Un evento naturale? Noi occidentali ci crediamo immortali, neghiamo la morte nascondendola. Ma, così facendo, forse non comprendiamo il valore del tempo.
“Sì, è un evento che ci si aspetta. Nella nostra società occidentale un po’ la morte ci sorprende. Credo che lo sprecare il tempo derivi dall’idea che noi saremo qui per sempre, più che dal rapporto che abbiamo con la morte. E quindi c’è l’idea della crescita infinita, che poi è quella dell’economia capitalista e neoliberista estrema. Ma l’essere umano è finito ed è più salutare ricordarsi che siamo vivi qui ed ora. Forse domani no”.
 
Osservandoli, c’è un animale che hai sentito più vicino a noi esseri umani?
“È difficile da dire perché guardare gli animali in natura significa vederli, appunto, in natura, dove hanno poco di umano. Guardare un elefante che si abbevera in una riserva naturale africana è osservare un essere vivente che soddisfa un suo bisogno primario. Noi esseri umani, figli della ragione, spesso ci vergogniamo dei nostri bisogni primari, molti li consideriamo tabù.

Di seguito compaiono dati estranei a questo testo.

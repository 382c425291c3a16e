//! Conversion library
//!
//! Stateless operations mapping a document value onto a native value for one
//! shape. Every operation checks for Null first and returns `None` without
//! looking any further; callers turn that into `None` or the type's default.
//!
//! Element conversion is chosen by the element type (`i32`, `char`, a nested
//! type, ...), so `array::<i32>` is the dedicated integer array conversion and
//! `array::<Leaf>` the nested-object one.

mod grid;
mod value;

pub use grid::Grid;
pub use value::{nested_element, nested_field, ElementValue, FieldValue};

use crate::document::Document;
use crate::error::{DeserializeError, Result};
use indexmap::IndexMap;
use serde_json::Value;

/// The nested deserialization capability.
///
/// Any type implementing it can be a nested field, an array element or a
/// typed dictionary value. Schema-annotated types get it from
/// [`impl_serializable!`](crate::impl_serializable); hand-written
/// implementations register with [`impl_nested!`](crate::impl_nested).
pub trait JsonDeserializable {
    /// Populate `self` from `document`.
    fn deserialize(&mut self, document: &Value) -> Result<()>;
}

/// Fixed-size array: one converted element per source element, in order.
pub fn array<E: ElementValue>(value: &Value) -> Result<Option<Box<[E]>>> {
    if value.is_absent() {
        return Ok(None);
    }
    Ok(Some(collect_elements(value)?.into_boxed_slice()))
}

/// Growable list; same element semantics as [`array`].
pub fn list<E: ElementValue>(value: &Value) -> Result<Option<Vec<E>>> {
    if value.is_absent() {
        return Ok(None);
    }
    collect_elements(value).map(Some)
}

fn collect_elements<E: ElementValue>(value: &Value) -> Result<Vec<E>> {
    let elements = value.elements()?;
    let mut out = Vec::with_capacity(elements.len());
    for (index, element) in elements.iter().enumerate() {
        out.push(E::from_element(element).map_err(|err| err.at_index(index))?);
    }
    Ok(out)
}

/// Rectangular array from an array of rows.
///
/// The outer array must be non-empty and the width is the length of the
/// first row only. Other rows are not checked against it: cells past the
/// width are dropped, and cells missing from a shorter row read as Null and
/// so take the element's absent/default value.
///
/// The result always holds `rows * first_row_width` cells, whatever the
/// later rows contain: a wide first row followed by many empty rows allocates
/// the full product. Bound the input size before feeding untrusted documents
/// to a grid field.
pub fn array_2d<E: ElementValue>(value: &Value) -> Result<Option<Grid<E>>> {
    if value.is_absent() {
        return Ok(None);
    }

    let rows = value.elements()?;
    let Some(first) = rows.first() else {
        return Err(DeserializeError::shape_mismatch_kind(
            "non-empty array",
            "empty array",
        ));
    };
    let width = first.elements().map_err(|err| err.at_index(0))?.len();

    let mut cells = Vec::with_capacity(rows.len() * width);
    for (i, row) in rows.iter().enumerate() {
        for j in 0..width {
            let cell = row.element(j).map_err(|err| err.at_index(i))?;
            let converted = E::from_element(cell).map_err(|err| err.at_index(j).at_index(i))?;
            cells.push(converted);
        }
    }

    Ok(Some(Grid::from_cells(rows.len(), width, cells)))
}

/// Construct a `T` and run its own deserialization against `value`.
///
/// Null yields `None`, which is distinct from a deserialized `T` whose
/// fields all happen to be defaults.
pub fn nested<T>(value: &Value) -> Result<Option<T>>
where
    T: JsonDeserializable + Default,
{
    if value.is_absent() {
        return Ok(None);
    }
    let mut target = T::default();
    target.deserialize(value)?;
    Ok(Some(target))
}

/// Key to converted value, in the source object's key order.
///
/// With `E = Value` this is the dynamic (raw) dictionary; with a nested `E`
/// each value follows the [`nested`] rule, so a Null value becomes the
/// element's absent/default value rather than an error.
pub fn dictionary<E: ElementValue>(value: &Value) -> Result<Option<IndexMap<String, E>>> {
    if value.is_absent() {
        return Ok(None);
    }

    let entries = value.entries()?;
    let mut out = IndexMap::with_capacity(entries.len());
    for (key, entry) in entries {
        out.insert(key.clone(), E::from_element(entry).map_err(|err| err.in_key(key))?);
    }
    Ok(Some(out))
}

La domanda che dovremmo porci è quanto di animale c’è ancora in noi, e riconnetterci a quella parte istintiva e al mondo naturale, abbandonando il nostro punto di vista puramente razionalistico”.
 
Dopo aver lavorato a “On Wilderness”, che cos’è per te il tempo?
“Non so rispondere a questa domanda ma posso dirti com’è il mio rapporto con il tempo, una risorsa di cui sento di avere troppo poco. Ultimamente sto riflettendo molto sul tipo di vita che ho condotto, che conduco e che vorrò condurre. Con il lockdown c’è stata una cesura nelle nostre vite e una rivalutazione di tanti aspetti, a livello professionale e di vita personale. Il tempo è una cosa che sento di voler dedicare sempre di più a me stesso, alla cura di me e degli affetti, invece di considerarlo, di nuovo, una risorsa investibile per raggiungere obiettivi materiali. Il tempo è prezioso in sé e non sono più disposto a scambiarlo come una moneta per un’esperienza materiale. Vorrei vivere il mio tempo e averne un’esperienza piena piuttosto che svenderlo”.